**Exercise goal:** Scan the lines below for the word "ApplySummary". Copy each line you find it in.

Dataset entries
+-------+

//! Increment container format.
//!
//! An increment describes the changed pages of one data file:
//!
//! ```text
//! 4 bytes   header: 'w' 'i' <version digit> 0x55
//! 8 bytes   u64 target file size
//! 2 bytes   u16 page size (variable page-size storage only)
//! 4 bytes   u32 changed page count N
//! N*4 bytes u32 block numbers, ascending
//! N*page    page images, same order as the block numbers
//! ```
//!
//! All integers are little-endian.

use std::io::{self, Read, Write};

use crate::page::FileLayout;
use crate::{Error, Result};

pub mod apply;
pub mod bitmap;
pub mod locations;
pub mod reader;

pub use apply::apply_file_increment;
pub use bitmap::DeltaBitmap;
pub use locations::{
    convert_blocks_to_locations, read_increment_locations, BlockLocation, RelFileNode,
};
pub use reader::{read_incremental_file, IncrementalPageReader};

pub const SIGNATURE_MAGIC: u8 = 0x55;
pub const FORMAT_VERSION: u8 = b'1';
pub const INCREMENT_HEADER: [u8; 4] = [b'w', b'i', FORMAT_VERSION, SIGNATURE_MAGIC];

pub(crate) const SIZEOF_U16: u64 = 2;
pub(crate) const SIZEOF_U32: u64 = 4;
pub(crate) const SIZEOF_U64: u64 = 8;

/// Validate the 4-byte container header. Reads nothing past it.
pub fn read_increment_header<R: Read + ?Sized>(reader: &mut R) -> Result<()> {
    let mut header = [0u8; INCREMENT_HEADER.len()];
    reader
        .read_exact(&mut header)
        .map_err(|e| Error::from_read(e, "increment header"))?;

    if header[0] != b'w' || header[1] != b'i' || header[3] != SIGNATURE_MAGIC {
        return Err(Error::InvalidHeader.into());
    }
    if header[2] != FORMAT_VERSION {
        return Err(Error::UnknownVersion {
            version: header[2] as char,
        }
        .into());
    }
    Ok(())
}

pub fn write_increment_header<W: Write + ?Sized>(writer: &mut W) -> io::Result<()> {
    writer.write_all(&INCREMENT_HEADER)
}

/// Fixed-size fields that follow the header.
#[derive(Debug, Clone, Copy, PartialEq, Eq)]
pub struct IncrementMetadata {
    pub file_size: u64,
    /// Present only for variable page-size storage.
    pub page_size: Option<u16>,
    pub block_count: u32,
}

impl IncrementMetadata {
    pub fn new(file_size: u64, block_count: u32, layout: FileLayout) -> Self {
        let page_size = layout
            .variant
            .has_variable_page_size()
            .then_some(layout.page_size as u16);
        Self {
            file_size,
            page_size,
            block_count,
        }
    }

    /// Write the header followed by the metadata fields.
    pub fn write_to<W: Write + ?Sized>(&self, writer: &mut W) -> io::Result<()> {
        write_increment_header(writer)?;
        writer.write_all(&self.file_size.to_le_bytes())?;
        if let Some(page_size) = self.page_size {
            writer.write_all(&page_size.to_le_bytes())?;
        }
        writer.write_all(&self.block_count.to_le_bytes())
    }

    /// Header plus metadata, ready to be streamed.
    pub fn encode(&self) -> io::Result<Vec<u8>> {
        let mut out = Vec::with_capacity(metadata_len(self.page_size.is_some()) as usize);
        self.write_to(&mut out)?;
        Ok(out)
    }

    /// Parse the fields after an already validated header. `layout` decides
    /// whether the page size field is present.
    pub fn read_from<R: Read + ?Sized>(reader: &mut R, layout: FileLayout) -> Result<Self> {
        let mut u64_buf = [0u8; 8];
        reader
            .read_exact(&mut u64_buf)
            .map_err(|e| Error::from_read(e, "fileSize"))?;
        let file_size = u64::from_le_bytes(u64_buf);

        let page_size = if layout.variant.has_variable_page_size() {
            let mut u16_buf = [0u8; 2];
            reader
                .read_exact(&mut u16_buf)
                .map_err(|e| Error::from_read(e, "pageSize"))?;
            Some(u16::from_le_bytes(u16_buf))
        } else {
            None
        };

        let mut u32_buf = [0u8; 4];
        reader
            .read_exact(&mut u32_buf)
            .map_err(|e| Error::from_read(e, "diffBlockCount"))?;

        Ok(Self {
            file_size,
            page_size,
            block_count: u32::from_le_bytes(u32_buf),
        })
    }
}

fn metadata_len(with_page_size: bool) -> u64 {
    let page_size = if with_page_size { SIZEOF_U16 } else { 0 };
    INCREMENT_HEADER.len() as u64 + SIZEOF_U64 + page_size + SIZEOF_U32
}

/// Total container length for `block_count` changed pages.
pub fn container_size(block_count: u64, layout: FileLayout) -> u64 {
    metadata_len(layout.variant.has_variable_page_size())
        + block_count * (SIZEOF_U32 + layout.page_size_u64())
}
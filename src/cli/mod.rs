//! Command line surface; subcommands live here.

use clap::{Args, CommandFactory, Parser, Subcommand};

use crate::logging::LogFormat;
use crate::page::{Lsn, PageConfig, DEFAULT_PAGE_SIZE};
use crate::{Error, Result};

pub mod apply;
pub mod increment;
pub mod locations;

#[derive(Debug, Clone)]
pub enum Command {
    Increment(increment::IncrementArgs),
    Apply(apply::ApplyArgs),
    Locations(locations::LocationsArgs),
    None,
}

#[derive(Debug, Clone)]
pub struct CliArgs {
    pub command: Command,
    pub log_format: LogFormat,
}

impl Default for CliArgs {
    fn default() -> Self {
        Self {
            command: Command::None,
            log_format: LogFormat::Human,
        }
    }
}

pub fn dispatch(args: CliArgs) -> Result<()> {
    match args.command {
        Command::Increment(a) => increment::execute(a),
        Command::Apply(a) => apply::execute(a),
        Command::Locations(a) => locations::execute(a),
        Command::None => Ok(()),
    }
}

#[derive(Parser, Debug)]
#[command(
    name = "pginc",
    version,
    about = "Incremental page backup for PostgreSQL data files"
)]
struct Cli {
    /// Log output format.
    #[arg(long = "log-format", value_enum, default_value = "human", global = true)]
    log_format: LogFormat,

    #[command(subcommand)]
    command: Option<Subcommands>,
}

#[derive(Subcommand, Debug)]
enum Subcommands {
    /// Write an increment with the pages of a data file changed since an LSN.
    Increment(increment::IncrementArgs),
    /// Patch a data file in place from an increment.
    Apply(apply::ApplyArgs),
    /// List relation block locations changed since an LSN.
    Locations(locations::LocationsArgs),
}

/// Page geometry flags shared by subcommands.
#[derive(Debug, Clone, Args)]
pub struct PageArgs {
    /// Page size of relation files (BLCKSZ).
    #[arg(long = "page-size", default_value_t = DEFAULT_PAGE_SIZE)]
    pub page_size: u32,

    /// Page size of OrioleDB data files; defaults to --page-size.
    #[arg(long = "variable-page-size")]
    pub variable_page_size: Option<u32>,
}

impl PageArgs {
    pub fn config(&self) -> Result<PageConfig> {
        let config = PageConfig::new(self.page_size)?;
        match self.variable_page_size {
            Some(size) => config.with_variable_page_size(size),
            None => Ok(config),
        }
    }
}

pub(crate) fn required<T>(value: Option<T>, name: &str) -> Result<T> {
    value.ok_or_else(|| Error::Cli(format!("{name} is required")).into())
}

pub(crate) fn parse_lsn(raw: Option<String>) -> Result<Lsn> {
    required(raw, "lsn")?.parse()
}

/// Parse CLI arguments into internal representation.
pub fn parse_args<I, S>(args: I) -> Result<CliArgs>
where
    I: IntoIterator<Item = S>,
    S: Into<String>,
{
    let argv: Vec<String> = args.into_iter().map(Into::into).collect();
    let cli = Cli::parse_from(argv);
    let command = match cli.command {
        Some(Subcommands::Increment(args)) => Command::Increment(args),
        Some(Subcommands::Apply(args)) => Command::Apply(args),
        Some(Subcommands::Locations(args)) => Command::Locations(args),
        None => Command::None,
    };

    Ok(CliArgs {
        command,
        log_format: cli.log_format,
    })
}

/// Build the underlying clap `Command` (useful for help/usage contract tests).
pub fn clap_command() -> clap::Command {
    Cli::command()
}
//! Implementation of `pginc apply` subcommand.

use std::fs::File;
use std::io::BufReader;
use std::path::PathBuf;

use clap::Args;

use super::{required, PageArgs};
use crate::increment::apply_file_increment;
use crate::Result;

#[derive(Debug, Clone, Args)]
pub struct ApplyArgs {
    /// Data file to patch.
    #[arg(short = 't', long = "target")]
    pub target: Option<PathBuf>,

    /// Increment produced by `pginc increment`.
    #[arg(short = 'i', long = "increment")]
    pub increment: Option<PathBuf>,

    /// Create the target when it does not exist.
    #[arg(long = "create", default_value_t = false)]
    pub create: bool,

    /// Sync the target to disk before closing it.
    #[arg(long = "fsync", default_value_t = false)]
    pub fsync: bool,

    #[command(flatten)]
    pub page: PageArgs,
}

pub fn execute(args: ApplyArgs) -> Result<()> {
    let target = required(args.target, "target")?;
    let increment = required(args.increment, "increment")?;
    let config = args.page.config()?;

    let reader = BufReader::new(File::open(&increment)?);
    apply_file_increment(&target, reader, args.create, args.fsync, &config)?;
    Ok(())
}
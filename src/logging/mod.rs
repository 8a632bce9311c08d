//! Logging initialization using `tracing` and `tracing-subscriber`.

use clap::ValueEnum;
use tracing::info;
use tracing_subscriber::{fmt, util::SubscriberInitExt, EnvFilter};

use crate::Result;

#[derive(Debug, Clone, Copy, PartialEq, Eq, Default, ValueEnum)]
pub enum LogFormat {
    #[default]
    Human,
    Json,
}

/// Outcome of one changed-page scan, emitted once per file.
#[derive(Debug, Clone, Copy, Default)]
pub struct ScanSummary {
    pub pages_total: u64,
    pub pages_inspected: u64,
    pub bitmap_blocks: u64,
    pub changed_lsn: u64,
    pub changed_zero: u64,
    pub changed_corrupt: u64,
    pub increment_size: u64,
}

/// Outcome of applying one increment container to a target file.
#[derive(Debug, Clone, Copy, Default)]
pub struct ApplySummary {
    pub blocks_written: u64,
    pub file_size: u64,
    pub page_size: u64,
}

/// Initialize global tracing subscriber. Safe to call multiple times; subsequent
/// calls will no-op.
pub fn init_logging(format: LogFormat) -> Result<()> {
    if tracing::dispatcher::has_been_set() {
        return Ok(());
    }

    let filter = EnvFilter::try_from_default_env().unwrap_or_else(|_| EnvFilter::new("info"));
    let builder = fmt::Subscriber::builder()
        .with_env_filter(filter)
        .with_writer(std::io::stderr)
        .with_target(false);

    match format {
        LogFormat::Human => {
            let _ = builder.finish().try_init();
        }
        LogFormat::Json => {
            let _ = builder.json().finish().try_init();
        }
    };

    Ok(())
}

pub fn log_scan_summary(path: &str, summary: ScanSummary) {
    info!(
        target: "pginc::scan",
        path,
        pages_total = summary.pages_total,
        pages_inspected = summary.pages_inspected,
        bitmap_blocks = summary.bitmap_blocks,
        changed_lsn = summary.changed_lsn,
        changed_zero = summary.changed_zero,
        changed_corrupt = summary.changed_corrupt,
        increment_size = summary.increment_size,
        "increment_scan_summary"
    );
}

pub fn log_apply_summary(path: &str, summary: ApplySummary) {
    info!(
        target: "pginc::apply",
        path,
        blocks_written = summary.blocks_written,
        file_size = summary.file_size,
        page_size = summary.page_size,
        "increment_apply_summary"
    );
}
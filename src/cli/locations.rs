//! Implementation of `pginc locations` subcommand.

use std::fs;
use std::path::PathBuf;

use clap::{Args, ValueEnum};

use super::{parse_lsn, required, PageArgs};
use crate::increment::{read_increment_locations, BlockLocation};
use crate::{Error, Result};

#[derive(Debug, Clone, Copy, PartialEq, Eq, ValueEnum, Default)]
pub enum LocationsFormat {
    #[default]
    Text,
    Json,
}

#[derive(Debug, Clone, Args)]
pub struct LocationsArgs {
    /// Relation data file to scan.
    #[arg(short = 'f', long = "file")]
    pub file: Option<PathBuf>,

    /// Reference LSN (`X/Y`, `0x...` or decimal).
    #[arg(long = "lsn")]
    pub lsn: Option<String>,

    /// Bytes of the file to scan; defaults to its current length.
    #[arg(long = "file-size")]
    pub file_size: Option<u64>,

    #[arg(long = "format", value_enum, default_value = "text")]
    pub format: LocationsFormat,

    #[command(flatten)]
    pub page: PageArgs,
}

pub fn execute(args: LocationsArgs) -> Result<()> {
    let file = required(args.file, "file")?;
    let lsn = parse_lsn(args.lsn)?;
    let config = args.page.config()?;
    let file_size = match args.file_size {
        Some(size) => size,
        None => fs::metadata(&file)?.len(),
    };

    let locations = read_increment_locations(&file, file_size, lsn, &config)?;
    println!("{}", render(&locations, args.format)?);
    Ok(())
}

pub fn render(locations: &[BlockLocation], format: LocationsFormat) -> Result<String> {
    match format {
        LocationsFormat::Json => {
            Ok(serde_json::to_string_pretty(locations).map_err(Error::from)?)
        }
        LocationsFormat::Text => Ok(locations
            .iter()
            .map(|loc| {
                format!(
                    "{}/{}/{} {}",
                    loc.rel.spc_node, loc.rel.db_node, loc.rel.rel_node, loc.block_no
                )
            })
            .collect::<Vec<_>>()
            .join("\n")),
    }
}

+-------+

**Answer to this task:**
pub struct ApplySummary {
pub fn log_apply_summary(path: &str, summary: ApplySummary) {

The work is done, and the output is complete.